Marketplace’s Eve Troeh reports that’s no accident.
Eve Troeh: If you have not done your taxes yet, like me, you might wake up this week in a cold sweat over it. But that’s a bit irrational, financially speaking. Because most of us pay more in other taxes than we do in income tax. If you look at life through tax glasses…
Katie Pratt: Well, every day is tax time.
Oh boy. Fun, right? Well Katie Pratt, a tax expert at Loyola Law School, does see the world that way — taxes all around.

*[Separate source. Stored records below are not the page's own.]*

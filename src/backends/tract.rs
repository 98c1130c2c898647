//! Tract backend implementation for background removal models
//!
//! Pure Rust inference with no native dependencies. CPU only.

use crate::config::ModelConfig;
use crate::error::{BgRemovalError, Result};
use crate::inference::InferenceBackend;
use crate::models::{ModelInfo, ModelManager, PreprocessingConfig};
use ndarray::Array4;
use std::time::{Duration, Instant};
use tracing::{debug, info};
use tract_onnx::prelude::*;

/// Type alias for the optimized runnable Tract model
type TractModel = RunnableModel<TypedFact, Box<dyn TypedOp>, Graph<TypedFact, Box<dyn TypedOp>>>;

/// Tract backend for running background removal models using pure Rust inference
#[derive(Debug)]
pub struct TractBackend {
    model: Option<TractModel>,
    model_manager: ModelManager,
    initialized: bool,
}

impl TractBackend {
    /// List Tract execution providers; only the CPU is ever available
    #[must_use]
    pub fn list_providers() -> Vec<(String, bool, String)> {
        let cpu_count = std::thread::available_parallelism()
            .map(std::num::NonZeroUsize::get)
            .unwrap_or(1);
        debug!(
            os = std::env::consts::OS,
            arch = std::env::consts::ARCH,
            cpu_count,
            "Tract backend system analysis"
        );

        vec![(
            "CPU".to_string(),
            true,
            "Pure Rust CPU inference with no external dependencies".to_string(),
        )]
    }

    /// Create a new Tract backend for the given model
    #[must_use]
    pub fn new(model_manager: ModelManager) -> Self {
        Self {
            model: None,
            model_manager,
            initialized: false,
        }
    }

    fn load_model(&mut self) -> Result<Duration> {
        let model_load_start = Instant::now();
        let model_data = self.model_manager.load_model()?;
        let [width, height] = self.model_manager.get_preprocessing_config().target_size;

        let model = onnx()
            .model_for_read(&mut std::io::Cursor::new(model_data))
            .map_err(|e| BgRemovalError::model(format!("Failed to load ONNX model: {e}")))?
            .with_input_fact(0, f32::fact([1, 3, height as usize, width as usize]).into())
            .map_err(|e| BgRemovalError::model(format!("Failed to fix model input shape: {e}")))?
            .into_optimized()
            .map_err(|e| BgRemovalError::model(format!("Failed to optimize model: {e}")))?
            .into_runnable()
            .map_err(|e| BgRemovalError::model(format!("Failed to create runnable model: {e}")))?;

        self.model = Some(model);
        self.initialized = true;

        let model_load_time = model_load_start.elapsed();
        info!(
            model = %self.model_manager.path().display(),
            load_ms = model_load_time.as_millis() as u64,
            "Tract model ready"
        );

        Ok(model_load_time)
    }
}

impl InferenceBackend for TractBackend {
    fn initialize(&mut self, _config: &ModelConfig) -> Result<Option<Duration>> {
        if self.initialized {
            return Ok(None);
        }

        let model_load_time = self.load_model()?;
        Ok(Some(model_load_time))
    }

    fn infer(&mut self, input: &Array4<f32>) -> Result<Array4<f32>> {
        let model = self
            .model
            .as_ref()
            .ok_or_else(|| BgRemovalError::inference("Tract model not initialized"))?;

        let inference_start = Instant::now();
        let input_tensor = Tensor::from(input.clone());

        let outputs = model
            .run(tvec![input_tensor.into()])
            .map_err(|e| BgRemovalError::inference(format!("Tract inference failed: {e}")))?;

        let output_tensor = outputs
            .into_iter()
            .next()
            .ok_or_else(|| BgRemovalError::inference("No output tensor found"))?
            .into_arc_tensor();

        let output_data = output_tensor.to_array_view::<f32>().map_err(|e| {
            BgRemovalError::inference(format!("Failed to convert output tensor: {e}"))
        })?;

        let output_shape = output_data.shape();
        if output_shape.len() != 4 {
            return Err(BgRemovalError::inference(format!(
                "Expected 4D output tensor, got {}D",
                output_shape.len()
            )));
        }

        let output_array = Array4::from_shape_vec(
            (
                output_shape.first().copied().unwrap_or(1),
                output_shape.get(1).copied().unwrap_or(1),
                output_shape.get(2).copied().unwrap_or(1),
                output_shape.get(3).copied().unwrap_or(1),
            ),
            output_data.iter().copied().collect(),
        )
        .map_err(|e| BgRemovalError::inference(format!("Failed to reshape output tensor: {e}")))?;

        debug!(
            shape = ?output_array.dim(),
            inference_ms = inference_start.elapsed().as_millis() as u64,
            "Tract inference complete"
        );

        Ok(output_array)
    }

    fn get_preprocessing_config(&self) -> PreprocessingConfig {
        self.model_manager.get_preprocessing_config()
    }

    fn get_model_info(&self) -> Result<ModelInfo> {
        self.model_manager.get_info()
    }

    fn is_initialized(&self) -> bool {
        self.initialized
    }
}
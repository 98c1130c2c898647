//! Shared helpers for the integration tests

#![allow(dead_code)]

use image::{DynamicImage, Rgb, RgbImage};
use monk_bgremove::{
    config::{BackendType, ModelConfig},
    BackgroundRemovalProcessor, ImageCodec,
};

pub const RED: Rgb<u8> = Rgb([220, 20, 20]);
pub const WHITE: Rgb<u8> = Rgb([255, 255, 255]);

/// Processor backed by the model-free mock segmenter
pub fn mock_processor() -> BackgroundRemovalProcessor {
    let config = ModelConfig {
        backend: BackendType::Mock,
        ..ModelConfig::default()
    };
    BackgroundRemovalProcessor::new(&config).expect("mock backend is always available")
}

/// A `square`x`square` red block centered on a white `canvas`x`canvas` image
pub fn red_square_on_white(canvas: u32, square: u32) -> DynamicImage {
    let offset = (canvas - square) / 2;
    let image = RgbImage::from_fn(canvas, canvas, |x, y| {
        let inside = (offset..offset + square).contains(&x) && (offset..offset + square).contains(&y);
        if inside {
            RED
        } else {
            WHITE
        }
    });
    DynamicImage::ImageRgb8(image)
}

/// PNG encoding of `image`
pub fn png_bytes(image: &DynamicImage) -> Vec<u8> {
    ImageCodec::encode_png(image).expect("PNG encoding of an in-memory image")
}
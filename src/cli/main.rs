//! Monk command-line interface
//!
//! `serve` runs the web shell, `remove` processes a single file, `download`
//! fetches the model and `providers` prints backend diagnostics.

use super::config::CliConfigBuilder;
use crate::{
    config::{AppConfig, BackendType, ExecutionProvider},
    download::ModelDownloader,
    processor::BackgroundRemovalProcessor,
    services::DownloadNamer,
    web::{self, AppState},
};
use anyhow::{Context, Result};
use clap::{Args, Parser, Subcommand, ValueEnum};
use std::path::{Path, PathBuf};
use std::time::Instant;
use tracing::{debug, info};

/// Monk background remover
#[derive(Parser, Debug)]
#[command(author, version, about, long_about = None)]
#[command(name = "monk")]
pub struct Cli {
    /// JSON configuration file; command-line flags override its values
    #[arg(short, long, global = true, value_name = "FILE")]
    pub config: Option<PathBuf>,

    /// Enable verbose logging (-v: DEBUG for monk, -vv: TRACE everywhere)
    #[arg(short, long, global = true, action = clap::ArgAction::Count)]
    pub verbose: u8,

    /// Log output format
    #[arg(long, global = true, value_enum, default_value_t = LogFormat::Console)]
    pub log_format: LogFormat,

    #[command(subcommand)]
    pub command: Command,
}

#[derive(Subcommand, Debug)]
pub enum Command {
    /// Serve the upload page (downloads the model first if needed)
    Serve {
        #[command(flatten)]
        server: ServerArgs,
        #[command(flatten)]
        model: ModelArgs,
    },
    /// Remove the background from a single image file
    Remove {
        /// Input image
        #[arg(value_name = "INPUT")]
        input: PathBuf,
        /// Output PNG [default: download name next to the input]
        #[arg(short, long, value_name = "OUTPUT")]
        output: Option<PathBuf>,
        #[command(flatten)]
        model: ModelArgs,
    },
    /// Download the model into the cache and exit
    Download {
        #[command(flatten)]
        model: ModelArgs,
    },
    /// Show backend and execution provider diagnostics
    Providers,
}

/// Server overrides
#[derive(Args, Debug, Default)]
pub struct ServerArgs {
    /// Address to bind
    #[arg(long)]
    pub host: Option<String>,
    /// Port to listen on
    #[arg(short, long)]
    pub port: Option<u16>,
    /// Maximum upload size in megabytes
    #[arg(long, value_name = "MB")]
    pub max_upload_mb: Option<u64>,
}

/// Model overrides
#[derive(Args, Debug, Default)]
pub struct ModelArgs {
    /// Inference backend (onnx, tract, mock)
    #[arg(short, long)]
    pub backend: Option<BackendType>,
    /// ONNX Runtime execution provider (auto, cpu, cuda, coreml)
    #[arg(short, long)]
    pub execution_provider: Option<ExecutionProvider>,
    /// Use this model file instead of the cached download
    #[arg(short, long, value_name = "PATH")]
    pub model: Option<PathBuf>,
    /// URL the model is downloaded from
    #[arg(long)]
    pub model_url: Option<String>,
    /// Directory downloaded models are cached in
    #[arg(long, value_name = "DIR")]
    pub cache_dir: Option<PathBuf>,
    /// Number of inference threads (0 = auto)
    #[arg(short, long)]
    pub threads: Option<usize>,
}

#[derive(ValueEnum, Clone, Copy, Debug, PartialEq, Eq)]
pub enum LogFormat {
    Console,
    Compact,
    #[cfg(feature = "tracing-json")]
    Json,
}

/// Entry point used by the `monk` binary
///
/// # Errors
/// - Invalid configuration
/// - Model download failures
/// - Server or processing failures
pub async fn main() -> Result<()> {
    let cli = Cli::parse();
    init_tracing(cli.verbose, cli.log_format).context("Failed to initialize tracing")?;

    match &cli.command {
        Command::Serve { server, model } => {
            let config = CliConfigBuilder::from_args(cli.config.as_deref(), server, model)?;
            serve(config).await
        },
        Command::Remove {
            input,
            output,
            model,
        } => {
            let config =
                CliConfigBuilder::from_args(cli.config.as_deref(), &ServerArgs::default(), model)?;
            remove_file(config, input, output.as_deref()).await
        },
        Command::Download { model } => {
            let config =
                CliConfigBuilder::from_args(cli.config.as_deref(), &ServerArgs::default(), model)?;
            download_model_only(&config).await
        },
        Command::Providers => {
            show_provider_diagnostics();
            Ok(())
        },
    }
}

async fn serve(config: AppConfig) -> Result<()> {
    ensure_model_available(&config).await?;

    let processor = BackgroundRemovalProcessor::new(&config.model)
        .context("Failed to create background removal processor")?;
    web::serve(AppState::new(config, processor))
        .await
        .context("Server failed")
}

async fn remove_file(config: AppConfig, input: &Path, output: Option<&Path>) -> Result<()> {
    ensure_model_available(&config).await?;

    let output = output.map_or_else(
        || {
            let upload_name = input
                .file_name()
                .map(|name| name.to_string_lossy().into_owned())
                .unwrap_or_default();
            input.with_file_name(DownloadNamer::file_name(&upload_name, &config.download))
        },
        Path::to_path_buf,
    );

    let processor = BackgroundRemovalProcessor::new(&config.model)
        .context("Failed to create background removal processor")?;

    let start = Instant::now();
    let input_path = input.to_path_buf();
    let processed = tokio::task::spawn_blocking(move || processor.process_file(&input_path))
        .await
        .context("Processing task panicked")?
        .with_context(|| format!("Failed to process {}", input.display()))?;

    tokio::fs::write(&output, &processed.png)
        .await
        .with_context(|| format!("Failed to write {}", output.display()))?;

    info!(
        input = %input.display(),
        output = %output.display(),
        elapsed_ms = start.elapsed().as_millis() as u64,
        "Background removed"
    );
    println!("{}", output.display());
    Ok(())
}

async fn download_model_only(config: &AppConfig) -> Result<()> {
    let downloader = ModelDownloader::new().context("Failed to create model downloader")?;
    let path = downloader
        .ensure_model(&config.model, true)
        .await
        .context("Failed to download model")?;
    println!("Model available at {}", path.display());
    Ok(())
}

/// Make sure the model file exists, downloading the default model if needed
async fn ensure_model_available(config: &AppConfig) -> Result<()> {
    if !config.model.backend.requires_model() {
        debug!(backend = %config.model.backend, "Backend needs no model file");
        return Ok(());
    }

    let downloader = ModelDownloader::new().context("Failed to create model downloader")?;
    let path = downloader
        .ensure_model(&config.model, true)
        .await
        .context("Failed to ensure model is available")?;
    debug!(path = %path.display(), "Model available");
    Ok(())
}

fn init_tracing(verbose_count: u8, format: LogFormat) -> Result<()> {
    use crate::tracing_config::{TracingConfig, TracingFormat};

    let format = match format {
        LogFormat::Console => TracingFormat::Console,
        LogFormat::Compact => TracingFormat::Compact,
        #[cfg(feature = "tracing-json")]
        LogFormat::Json => TracingFormat::Json,
    };

    let mut config = TracingConfig::new()
        .with_verbosity(verbose_count)
        .with_format(format)
        .with_session_id(uuid::Uuid::new_v4().to_string());
    if let Ok(filter) = std::env::var("RUST_LOG") {
        config = config.with_env_filter(filter);
    }
    config.init()
}

fn show_provider_diagnostics() {
    println!("Backend and Execution Provider Diagnostics");
    println!();

    #[cfg(feature = "onnx")]
    print_providers("ONNX Runtime", &crate::backends::OnnxBackend::list_providers());
    #[cfg(feature = "tract")]
    print_providers("Tract", &crate::backends::TractBackend::list_providers());
    print_providers(
        "Mock",
        &[(
            "CPU".to_string(),
            true,
            "Border-color keying, no model file".to_string(),
        )],
    );
}

fn print_providers(backend: &str, providers: &[(String, bool, String)]) {
    println!("{backend}:");
    for (name, available, description) in providers {
        let status = if *available { "available" } else { "unavailable" };
        println!("  {name:<8} {status:<12} {description}");
    }
    println!();
}
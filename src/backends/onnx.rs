//! ONNX Runtime backend implementation for background removal models
//!
//! Runs the segmentation model through ONNX Runtime with support for multiple
//! execution providers (CPU, CUDA, `CoreML`).

use crate::config::{ExecutionProvider, ModelConfig};
use crate::error::{BgRemovalError, Result};
use crate::inference::InferenceBackend;
use crate::models::{ModelInfo, ModelManager, PreprocessingConfig};
use ndarray::Array4;
use ort::execution_providers::{
    CUDAExecutionProvider, CoreMLExecutionProvider, ExecutionProvider as OrtExecutionProvider,
};
use ort::session::{
    builder::{GraphOptimizationLevel, SessionBuilder},
    Session,
};
use ort::value::Value;
use std::time::{Duration, Instant};
use tracing::{debug, info, warn};

/// ONNX Runtime backend for running background removal models
#[derive(Debug)]
pub struct OnnxBackend {
    session: Option<Session>,
    model_manager: ModelManager,
    initialized: bool,
}

impl OnnxBackend {
    /// List ONNX Runtime execution providers with availability status and descriptions
    ///
    /// Returns `(name, available, description)` tuples.
    #[must_use]
    pub fn list_providers() -> Vec<(String, bool, String)> {
        let cuda_available =
            OrtExecutionProvider::is_available(&CUDAExecutionProvider::default()).unwrap_or(false);
        let coreml_available =
            OrtExecutionProvider::is_available(&CoreMLExecutionProvider::default())
                .unwrap_or(false);
        debug!(cuda = cuda_available, coreml = coreml_available, "Probed execution providers");

        vec![
            (
                "CPU".to_string(),
                true,
                "Always available, uses CPU for inference".to_string(),
            ),
            (
                "CUDA".to_string(),
                cuda_available,
                "NVIDIA GPU acceleration (requires CUDA toolkit and compatible GPU)".to_string(),
            ),
            (
                "CoreML".to_string(),
                coreml_available,
                "Apple Silicon GPU acceleration (macOS only)".to_string(),
            ),
        ]
    }

    /// Create a new ONNX backend for the given model
    #[must_use]
    pub fn new(model_manager: ModelManager) -> Self {
        Self {
            session: None,
            model_manager,
            initialized: false,
        }
    }

    fn configure_providers(
        session_builder: SessionBuilder,
        provider: ExecutionProvider,
    ) -> Result<SessionBuilder> {
        let cuda_available =
            OrtExecutionProvider::is_available(&CUDAExecutionProvider::default()).unwrap_or(false);
        let coreml_available =
            OrtExecutionProvider::is_available(&CoreMLExecutionProvider::default())
                .unwrap_or(false);

        let mut providers = Vec::new();
        match provider {
            ExecutionProvider::Auto => {
                if cuda_available {
                    info!("CUDA execution provider is available and will be used");
                    providers.push(CUDAExecutionProvider::default().build());
                }
                if coreml_available {
                    info!("CoreML execution provider is available and will be used");
                    providers.push(CoreMLExecutionProvider::default().with_subgraphs(true).build());
                }
                if providers.is_empty() {
                    info!("No hardware acceleration available, using CPU");
                }
            },
            ExecutionProvider::Cpu => info!("Using CPU execution provider"),
            ExecutionProvider::Cuda => {
                if cuda_available {
                    info!("Using CUDA execution provider");
                    providers.push(CUDAExecutionProvider::default().build());
                } else {
                    warn!("CUDA execution provider requested but not available, falling back to CPU");
                }
            },
            ExecutionProvider::CoreMl => {
                if coreml_available {
                    info!("Using CoreML execution provider");
                    providers.push(CoreMLExecutionProvider::default().with_subgraphs(true).build());
                } else {
                    warn!("CoreML execution provider requested but not available, falling back to CPU");
                }
            },
        }

        if providers.is_empty() {
            return Ok(session_builder);
        }
        session_builder.with_execution_providers(providers).map_err(|e| {
            BgRemovalError::inference(format!("Failed to set execution providers: {e}"))
        })
    }

    /// Load and initialize the ONNX model
    fn load_model(&mut self, config: &ModelConfig) -> Result<Duration> {
        let model_load_start = Instant::now();
        let model_data = self.model_manager.load_model()?;

        let session_builder = Session::builder()
            .map_err(|e| {
                BgRemovalError::inference(format!("Failed to create session builder: {e}"))
            })?
            .with_optimization_level(GraphOptimizationLevel::Level3)
            .map_err(|e| {
                BgRemovalError::inference(format!("Failed to set optimization level: {e}"))
            })?;
        let session_builder = Self::configure_providers(session_builder, config.execution_provider)?;

        let intra_threads = if config.intra_threads > 0 {
            config.intra_threads
        } else {
            std::thread::available_parallelism()
                .map(std::num::NonZeroUsize::get)
                .unwrap_or(4)
        };
        let inter_threads = if config.inter_threads > 0 {
            config.inter_threads
        } else {
            (intra_threads / 4).max(1)
        };

        let session = session_builder
            .with_intra_threads(intra_threads)
            .map_err(|e| BgRemovalError::inference(format!("Failed to set intra threads: {e}")))?
            .with_inter_threads(inter_threads)
            .map_err(|e| BgRemovalError::inference(format!("Failed to set inter threads: {e}")))?
            .commit_from_memory(&model_data)
            .map_err(|e| {
                BgRemovalError::model(format!("Failed to create session from model data: {e}"))
            })?;

        self.session = Some(session);
        self.initialized = true;

        let model_load_time = model_load_start.elapsed();
        info!(
            model = %self.model_manager.path().display(),
            provider = %config.execution_provider,
            intra_threads,
            inter_threads,
            load_ms = model_load_time.as_millis() as u64,
            "ONNX Runtime session ready"
        );

        Ok(model_load_time)
    }
}

impl InferenceBackend for OnnxBackend {
    fn initialize(&mut self, config: &ModelConfig) -> Result<Option<Duration>> {
        if self.initialized {
            return Ok(None);
        }

        let model_load_time = self.load_model(config)?;
        Ok(Some(model_load_time))
    }

    fn infer(&mut self, input: &Array4<f32>) -> Result<Array4<f32>> {
        let session = self
            .session
            .as_mut()
            .ok_or_else(|| BgRemovalError::internal("ONNX session not initialized"))?;

        let inference_start = Instant::now();
        let input_value = Value::from_array(input.clone()).map_err(|e| {
            BgRemovalError::inference(format!("Failed to convert input tensor: {e}"))
        })?;

        let outputs = session
            .run(ort::inputs![input_value])
            .map_err(|e| BgRemovalError::inference(format!("ONNX inference failed: {e}")))?;

        // U²-Net emits several side outputs; the first one is the fused mask
        let output_tensor = {
            let keys: Vec<_> = outputs.keys().collect();
            let first_key = keys
                .first()
                .ok_or_else(|| BgRemovalError::inference("No output tensors found"))?;
            outputs
                .get(first_key)
                .ok_or_else(|| BgRemovalError::inference("First output tensor not found"))?
                .try_extract_array::<f32>()
                .map_err(|e| {
                    BgRemovalError::inference(format!("Failed to extract output tensor: {e}"))
                })?
        };

        let output_shape = output_tensor.shape().to_vec();
        if output_shape.len() != 4 {
            return Err(BgRemovalError::inference(format!(
                "Expected 4D output tensor, got {}D",
                output_shape.len()
            )));
        }

        let output_array = Array4::from_shape_vec(
            (
                output_shape.first().copied().unwrap_or(1),
                output_shape.get(1).copied().unwrap_or(1),
                output_shape.get(2).copied().unwrap_or(1),
                output_shape.get(3).copied().unwrap_or(1),
            ),
            output_tensor.iter().copied().collect(),
        )
        .map_err(|e| BgRemovalError::inference(format!("Failed to reshape output tensor: {e}")))?;

        debug!(
            shape = ?output_array.dim(),
            inference_ms = inference_start.elapsed().as_millis() as u64,
            "ONNX inference complete"
        );

        Ok(output_array)
    }

    fn get_preprocessing_config(&self) -> PreprocessingConfig {
        self.model_manager.get_preprocessing_config()
    }

    fn get_model_info(&self) -> Result<ModelInfo> {
        self.model_manager.get_info()
    }

    fn is_initialized(&self) -> bool {
        self.initialized
    }
}

#[cfg(test)]
mod tests {
    use super::*;

    #[test]
    fn test_onnx_backend_creation() {
        let backend = OnnxBackend::new(ModelManager::from_path("/nonexistent/u2net.onnx"));
        assert!(!backend.is_initialized());
        assert_eq!(backend.get_preprocessing_config().target_size, [320, 320]);
    }

    #[test]
    fn test_infer_before_initialize_fails() {
        let mut backend = OnnxBackend::new(ModelManager::from_path("/nonexistent/u2net.onnx"));
        let input = Array4::<f32>::zeros((1, 3, 320, 320));
        assert!(backend.infer(&input).is_err());
    }

    #[test]
    fn test_initialize_without_model_fails() {
        let mut backend = OnnxBackend::new(ModelManager::from_path("/nonexistent/u2net.onnx"));
        let err = backend.initialize(&ModelConfig::default()).unwrap_err();
        assert!(matches!(err, BgRemovalError::Model(_)));
        assert!(!backend.is_initialized());
    }
}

You might pay tax when you turn on the lights or brush you teeth. Or when you walk into your home — property tax. There’s the vehicle registration fee. About $80 a year for my old tan Chevy. That is a tax. But it’s called a user fee. Pratt says no one really throws a fit over it.
Pratt: People object less to user fees because they can associate some benefit with the payment of the fee.
Cars need infrastructure — traffic lights, emergency services, the licensing system. Makes sense for drivers to fund that.
And when I stop to fill up the tank, the tax on the gas goes to pay for roads. But it doesn’t show up on the receipt.
Pratt: We all know, these days, to the penny how much a gallon of gas costs, but most people have no idea how much the excise taxes on gasoline are.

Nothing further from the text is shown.